Trump denies 'proof' Putin poisoned opposition leader -- and Russia defies sanctions threat from the rest of the West
First Lady Melania Trump looks on as President Donald Trump receives a two-arm handshake President Vladimir Putin.

Russia defied threats of new sanctions over the poisoning of Alexei Navalny, as US President Donald Trump said on Friday he had not yet seen proof that the Kremlin critic was a victim of Moscow's Novichok programme.

A new crisis in ties between Russia and the West broke out after Germany said this week there was "unequivocal evidence" that President Vladimir Putin's top foe had been poisoned using the Soviet-era nerve agent.

Western leaders and many Russians have expressed horror at what Navalny's allies say is the first known use of chemical weapons against a high-profile opposition leader on Russian soil.

The 44-year-old lawyer fell ill on a Siberian flight last month and was evacuated to Germany for treatment. He has been in an artificially induced coma for the past two weeks.

The Kremlin again denied responsibility for the attack on Friday.

"A whole number of theories including poisoning were considered from the very first days," Putin's spokesman Dmitry Peskov told reporters. "According to our doctors, this theory has not been proved."

Foreign Minister Sergei Lavrov said Germany's justice ministry had so far failed to share any findings with Moscow's prosecutors, adding that Russian authorities had "nothing to hide".

Trump said Friday he had yet to see proof from Berlin that Navalny had been poisoned.

"I don't know exactly what happened. I think it's tragic, it's terrible, it shouldn't happen," the president told a press conference.

'Stress and dieting'

Over the past few days, pro-Kremlin figures have wheeled out a number of eyebrow-raising theories, including that Navalny might have been poisoned by Germans in Berlin or even have poisoned himself.

On Friday, a toxicologist claimed the opposition politician's health could have deteriorated due to dieting, stress or fatigue, insisting no poison had been found in his samples in the Siberian city of Omsk.

"Any external factors could have triggered a sudden deterioration. Even a simple lack of breakfast," said the chief toxicologist for the Omsk region, Alexander Sabayev.

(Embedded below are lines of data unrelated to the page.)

use std::path::{Path, PathBuf};
use std::sync::Arc;
use std::time::{Duration, Instant};

use chrono::Local;
use tokio::sync::mpsc::UnboundedSender;
use tokio_util::sync::CancellationToken;
use tracing::{debug, info, warn};
use url::Url;

use crate::downloader::{HttpFetcher, ReqwestFetcher};
use crate::hls::config::{HlsConfig, KeyFailurePolicy};
use crate::hls::coordinator::{DownloadCoordinator, DownloadOutcome, RetryPolicy};
use crate::hls::events::DownloadEvent;
use crate::hls::key::{KeyFetcher, KeyOutcome};
use crate::hls::merger::{merge, unique_output_path};
use crate::hls::playlist::PlaylistResolver;
use crate::hls::segment::list_segments;
use crate::DownloadError;

/// Summary of a finished run.
#[derive(Debug, Clone)]
pub struct DownloadReport {
    /// Leaf manifest the segments were listed from.
    pub playlist_url: Url,
    /// Merged artifact; `None` when nothing was merged.
    pub output: Option<PathBuf>,
    pub segment_dir: PathBuf,
    /// One entry per segment, in index order.
    pub outcomes: Vec<DownloadOutcome>,
    pub encrypted: bool,
    pub merged_bytes: u64,
    pub elapsed: Duration,
}

impl DownloadReport {
    pub fn failed(&self) -> impl Iterator<Item = &DownloadOutcome> {
        self.outcomes.iter().filter(|o| !o.success)
    }

    pub fn succeeded(&self) -> impl Iterator<Item = &DownloadOutcome> {
        self.outcomes.iter().filter(|o| o.success)
    }

    pub fn is_complete(&self) -> bool {
        self.outcomes.iter().all(|o| o.success)
    }
}

pub struct HlsDownloader {
    fetcher: Arc<dyn HttpFetcher>,
    config: HlsConfig,
    cancel_token: CancellationToken,
    events: Option<UnboundedSender<DownloadEvent>>,
}

impl HlsDownloader {
    /// Create a downloader whose requests go through one shared reqwest client.
    pub fn new(config: HlsConfig) -> Result<Self, DownloadError> {
        let fetcher = ReqwestFetcher::from_config(&config.base)?;
        Ok(Self::with_fetcher(config, Arc::new(fetcher)))
    }

    pub fn with_fetcher(config: HlsConfig, fetcher: Arc<dyn HttpFetcher>) -> Self {
        Self {
            fetcher,
            config,
            cancel_token: CancellationToken::new(),
            events: None,
        }
    }

    pub fn with_cancellation_token(mut self, token: CancellationToken) -> Self {
        self.cancel_token = token;
        self
    }

    pub fn with_events(mut self, events: UnboundedSender<DownloadEvent>) -> Self {
        self.events = Some(events);
        self
    }

    pub fn config(&self) -> &HlsConfig {
        &self.config
    }

    /// Download the stream behind `url` into `save_dir`.
    ///
    /// Segments land in `save_dir/<name>/`; the merged file is
    /// `save_dir/<name>.<ext>`, timestamp-suffixed if that name is taken.
    pub async fn download(
        &self,
        url: &Url,
        save_dir: &Path,
        name: &str,
    ) -> Result<DownloadReport, DownloadError> {
        let start_time = Instant::now();

        let resolver = PlaylistResolver::new(
            Arc::clone(&self.fetcher),
            self.config.playlist_config.max_playlist_depth,
        );
        let playlist = resolver.resolve(url).await?;

        let key = match KeyFetcher::new(Arc::clone(&self.fetcher))
            .fetch_key(&playlist.url, &playlist.body)
            .await
        {
            KeyOutcome::Found(key) => Some(Arc::new(key)),
            KeyOutcome::NotPresent => None,
            KeyOutcome::FetchFailed { url, reason } => {
                match self.config.decryption_config.key_failure_policy {
                    KeyFailurePolicy::Abort => {
                        return Err(DownloadError::KeyFetchFailed { url, reason });
                    }
                    KeyFailurePolicy::ProceedUnencrypted => {
                        warn!(
                            key_url = %url,
                            reason = %reason,
                            "Key unavailable, downloading segments without decryption"
                        );
                        None
                    }
                }
            }
        };
        let encrypted = key.is_some();

        let segments = list_segments(
            &playlist.url,
            &playlist.body,
            &self.config.playlist_config.segment_extensions,
        );
        if segments.is_empty() {
            return Err(DownloadError::SegmentListEmpty {
                url: playlist.url.to_string(),
            });
        }
        info!(
            playlist = %playlist.url,
            segments = segments.len(),
            encrypted,
            "Manifest resolved"
        );

        let segment_dir = save_dir.join(name);
        tokio::fs::create_dir_all(&segment_dir).await?;

        let fetcher_config = &self.config.fetcher_config;
        let mut coordinator = DownloadCoordinator::new(
            Arc::clone(&self.fetcher),
            &segment_dir,
            self.config.scheduler_config.download_concurrency,
        )
        .with_key(key)
        .with_retry_policy(RetryPolicy::new(
            fetcher_config.max_segment_retries,
            fetcher_config.segment_retry_delay,
        ))
        .with_cancellation_token(self.cancel_token.clone());
        if let Some(events) = &self.events {
            coordinator = coordinator.with_events(events.clone());
        }

        let outcomes = coordinator.run(segments).await;

        if self.cancel_token.is_cancelled() {
            warn!(dir = %segment_dir.display(), "Download cancelled, segments kept");
            return Err(DownloadError::Cancelled);
        }

        let failed: Vec<String> = outcomes
            .iter()
            .filter(|o| !o.success)
            .map(|o| o.segment.name.clone())
            .collect();
        let output_config = &self.config.output_config;

        if !failed.is_empty() {
            if !output_config.allow_partial {
                warn!(
                    failed = failed.len(),
                    dir = %segment_dir.display(),
                    "Segments missing, skipping merge"
                );
                return Err(DownloadError::IncompleteDownload { failed });
            }
            warn!(
                failed = failed.len(),
                missing = %failed.join(", "),
                "Merging an incomplete download; the output has gaps"
            );
        }

        let names: Vec<String> = outcomes
            .iter()
            .filter(|o| o.success)
            .map(|o| o.segment.name.clone())
            .collect();

        let (output, merged_bytes) = if names.is_empty() {
            warn!("No segment downloaded, nothing to merge");
            (None, 0)
        } else {
            let output_path = unique_output_path(
                save_dir,
                name,
                &output_config.output_extension,
                Local::now(),
            );
            let bytes = merge(&segment_dir, &names, &output_path).await?;
            (Some(output_path), bytes)
        };

        if output_config.remove_segments && failed.is_empty() {
            match tokio::fs::remove_dir_all(&segment_dir).await {
                Ok(()) => debug!(dir = %segment_dir.display(), "Removed segment directory"),
                Err(e) => warn!(
                    dir = %segment_dir.display(),
                    error = %e,
                    "Could not remove segment directory"
                ),
            }
        }

        Ok(DownloadReport {
            playlist_url: playlist.url,
            output,
            segment_dir,
            outcomes,
            encrypted,
            merged_bytes,
            elapsed: start_time.elapsed(),
        })
    }
}

#[cfg(test)]
mod tests {
    use super::*;
    use crate::hls::config::HlsConfigBuilder;
    use crate::test_utils::{MockFetcher, encrypt_ecb};
    use reqwest::StatusCode;

    const KEY: [u8; 16] = *b"0123456789abcdef";

    fn url(s: &str) -> Url {
        Url::parse(s).unwrap()
    }

    fn config() -> HlsConfigBuilder {
        HlsConfigBuilder::new().segment_retry_delay(Duration::ZERO)
    }

    fn manifest(encrypted: bool) -> String {
        let mut body = String::from("#EXTM3U\n#EXT-X-TARGETDURATION:10\n");
        if encrypted {
            body.push_str("#EXT-X-KEY:METHOD=AES-128,URI=\"key.bin\"\n");
        }
        for i in 0..3 {
            body.push_str(&format!("#EXTINF:10,\nseg{i}.ts\n"));
        }
        body.push_str("#EXT-X-ENDLIST\n");
        body
    }

    fn plaintext(i: usize) -> Vec<u8> {
        vec![i as u8 + 1; 100 + i * 37]
    }

    fn encrypted_fetcher() -> MockFetcher {
        (0..3).fold(
            MockFetcher::new()
                .with_body("http://h/v/index.m3u8", manifest(true))
                .with_body("http://h/v/key.bin", KEY),
            |f, i| f.with_body(&format!("http://h/v/seg{i}.ts"), encrypt_ecb(&KEY, &plaintext(i))),
        )
    }

    #[tokio::test]
    async fn encrypted_stream_is_decrypted_and_merged_in_order() {
        let dir = tempfile::tempdir().unwrap();
        let downloader =
            HlsDownloader::with_fetcher(config().build(), Arc::new(encrypted_fetcher()));

        let report = downloader
            .download(&url("http://h/v/index.m3u8"), dir.path(), "movie")
            .await
            .unwrap();

        let expected: Vec<u8> = (0..3).flat_map(plaintext).collect();
        let output = report.output.clone().unwrap();
        assert_eq!(output, dir.path().join("movie.mp4"));
        assert_eq!(std::fs::read(&output).unwrap(), expected);
        assert_eq!(report.merged_bytes, expected.len() as u64);
        assert!(report.encrypted);
        assert!(report.is_complete());
        assert!(!dir.path().join("movie").exists());
    }

    #[tokio::test]
    async fn key_failure_aborts_before_any_segment_download() {
        let dir = tempfile::tempdir().unwrap();
        let fetcher = Arc::new(
            encrypted_fetcher().with_status("http://h/v/key.bin", StatusCode::FORBIDDEN),
        );
        let downloader = HlsDownloader::with_fetcher(config().build(), fetcher.clone());

        let err = downloader
            .download(&url("http://h/v/index.m3u8"), dir.path(), "movie")
            .await
            .unwrap_err();

        assert!(matches!(err, DownloadError::KeyFetchFailed { .. }));
        assert_eq!(fetcher.hits("http://h/v/seg0.ts"), 0);
        assert!(!dir.path().join("movie").exists());
    }

    #[tokio::test]
    async fn key_failure_can_proceed_without_decryption() {
        let dir = tempfile::tempdir().unwrap();
        let fetcher = (0..3).fold(
            MockFetcher::new().with_body("http://h/v/index.m3u8", manifest(true)),
            |f, i| f.with_body(&format!("http://h/v/seg{i}.ts"), plaintext(i)),
        );
        let config = config()
            .key_failure_policy(KeyFailurePolicy::ProceedUnencrypted)
            .build();
        let downloader = HlsDownloader::with_fetcher(config, Arc::new(fetcher));

        let report = downloader
            .download(&url("http://h/v/index.m3u8"), dir.path(), "movie")
            .await
            .unwrap();

        assert!(!report.encrypted);
        let expected: Vec<u8> = (0..3).flat_map(plaintext).collect();
        assert_eq!(std::fs::read(report.output.unwrap()).unwrap(), expected);
    }

    #[tokio::test]
    async fn manifest_without_segments_is_an_error() {
        let dir = tempfile::tempdir().unwrap();
        let fetcher = MockFetcher::new().with_body("http://h/index.m3u8", "#EXTM3U\n#EXT-X-ENDLIST\n");
        let downloader = HlsDownloader::with_fetcher(config().build(), Arc::new(fetcher));

        let err = downloader
            .download(&url("http://h/index.m3u8"), dir.path(), "movie")
            .await
            .unwrap_err();
        assert!(matches!(err, DownloadError::SegmentListEmpty { .. }));
    }

    fn fetcher_with_gap() -> MockFetcher {
        MockFetcher::new()
            .with_body("http://h/v/index.m3u8", manifest(false))
            .with_body("http://h/v/seg0.ts", "a")
            .with_status("http://h/v/seg1.ts", StatusCode::NOT_FOUND)
            .with_body("http://h/v/seg2.ts", "c")
    }

    #[tokio::test]
    async fn incomplete_download_is_not_merged_by_default() {
        let dir = tempfile::tempdir().unwrap();
        let config = config().segment_retry_count(1).build();
        let downloader = HlsDownloader::with_fetcher(config, Arc::new(fetcher_with_gap()));

        let err = downloader
            .download(&url("http://h/v/index.m3u8"), dir.path(), "movie")
            .await
            .unwrap_err();

        match err {
            DownloadError::IncompleteDownload { failed } => assert_eq!(failed, ["00001.ts"]),
            other => panic!("unexpected error: {other}"),
        }
        assert!(!dir.path().join("movie.mp4").exists());
        assert!(dir.path().join("movie").join("00000.ts").exists());
    }

    #[tokio::test]
    async fn allow_partial_merges_what_succeeded() {
        let dir = tempfile::tempdir().unwrap();
        let config = config().segment_retry_count(0).allow_partial(true).build();
        let downloader = HlsDownloader::with_fetcher(config, Arc::new(fetcher_with_gap()));

        let report = downloader
            .download(&url("http://h/v/index.m3u8"), dir.path(), "movie")
            .await
            .unwrap();

        assert!(!report.is_complete());
        assert_eq!(
            report.failed().map(|o| o.segment.name.as_str()).collect::<Vec<_>>(),
            ["00001.ts"]
        );
        assert_eq!(report.succeeded().count(), 2);
        assert_eq!(std::fs::read(report.output.unwrap()).unwrap(), b"ac");
        // Kept so the gap can be inspected.
        assert!(dir.path().join("movie").exists());
    }

    #[tokio::test]
    async fn existing_output_gets_a_timestamped_sibling() {
        let dir = tempfile::tempdir().unwrap();
        std::fs::write(dir.path().join("movie.mp4"), b"old").unwrap();
        let config = config().remove_segments(false).build();
        let downloader = HlsDownloader::with_fetcher(config, Arc::new(encrypted_fetcher()));

        let report = downloader
            .download(&url("http://h/v/index.m3u8"), dir.path(), "movie")
            .await
            .unwrap();

        let output = report.output.unwrap();
        assert_ne!(output, dir.path().join("movie.mp4"));
        assert!(output.file_name().unwrap().to_str().unwrap().starts_with("movie_"));
        assert_eq!(std::fs::read(dir.path().join("movie.mp4")).unwrap(), b"old");
        assert!(dir.path().join("movie").join("00002.ts").exists());
    }

    #[tokio::test]
    async fn cancelled_run_reports_cancellation() {
        let dir = tempfile::tempdir().unwrap();
        let token = CancellationToken::new();
        token.cancel();
        let downloader =
            HlsDownloader::with_fetcher(config().build(), Arc::new(encrypted_fetcher()))
                .with_cancellation_token(token);

        let err = downloader
            .download(&url("http://h/v/index.m3u8"), dir.path(), "movie")
            .await
            .unwrap_err();
        assert!(matches!(err, DownloadError::Cancelled));
    }
}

On Thursday, Belarusian strongman Alexander Lukashenko also muddied the waters, claiming his security forces had intercepted German calls showing Navalny's poisoning had been faked.

Russia has in the past denied responsibility for a 2018 Novichok attack on former double agent Sergei Skripal and his daughter in England, as well as a litany of similar incidents.

NATO demands transparency

In Brussels, NATO called for an international probe into Navalny's poisoning and demanded Moscow reveal details of its Novichok nerve agent programme to the OPCW global chemical weapons watchdog.

After an emergency meeting of NATO's ruling council, alliance chief Jens Stoltenberg said all members were united in condemning the "horrific" attack on Navalny.

Germany briefed the other 29 nations on the case and Stoltenberg said there was "proof beyond doubt" Novichok was used.

"The Russian government must fully cooperate with the Organisation for the Prohibition of Chemical Weapons on an impartial international investigation," Stoltenberg said.

The Novichok attack on Skripal in 2018 led to seven Kremlin diplomats being expelled from their NATO mission.

While Stoltenberg did not rule out a similar reprisal this time, he stressed that the Navalny poisoning was quite different from the Skripal attack, which happened on the soil of a NATO member.

European Union foreign policy chief Josep Borrell earlier called on Moscow to cooperate with an international probe into the poisoning and said the 27-nation bloc would not rule out sanctions.

In Moscow, a court threw out a complaint by Navalny's Anti-Corruption Foundation over investigators' perceived inaction, the group said.

Ivan Zhdanov, head of Navalny's anti-corruption group, said Thursday the opposition politician's poisoning opened a "new chapter" in a Kremlin crackdown on dissent.

"Now the Russian state will be inventing the most absurd and crazy versions of what has happened," he told AFP.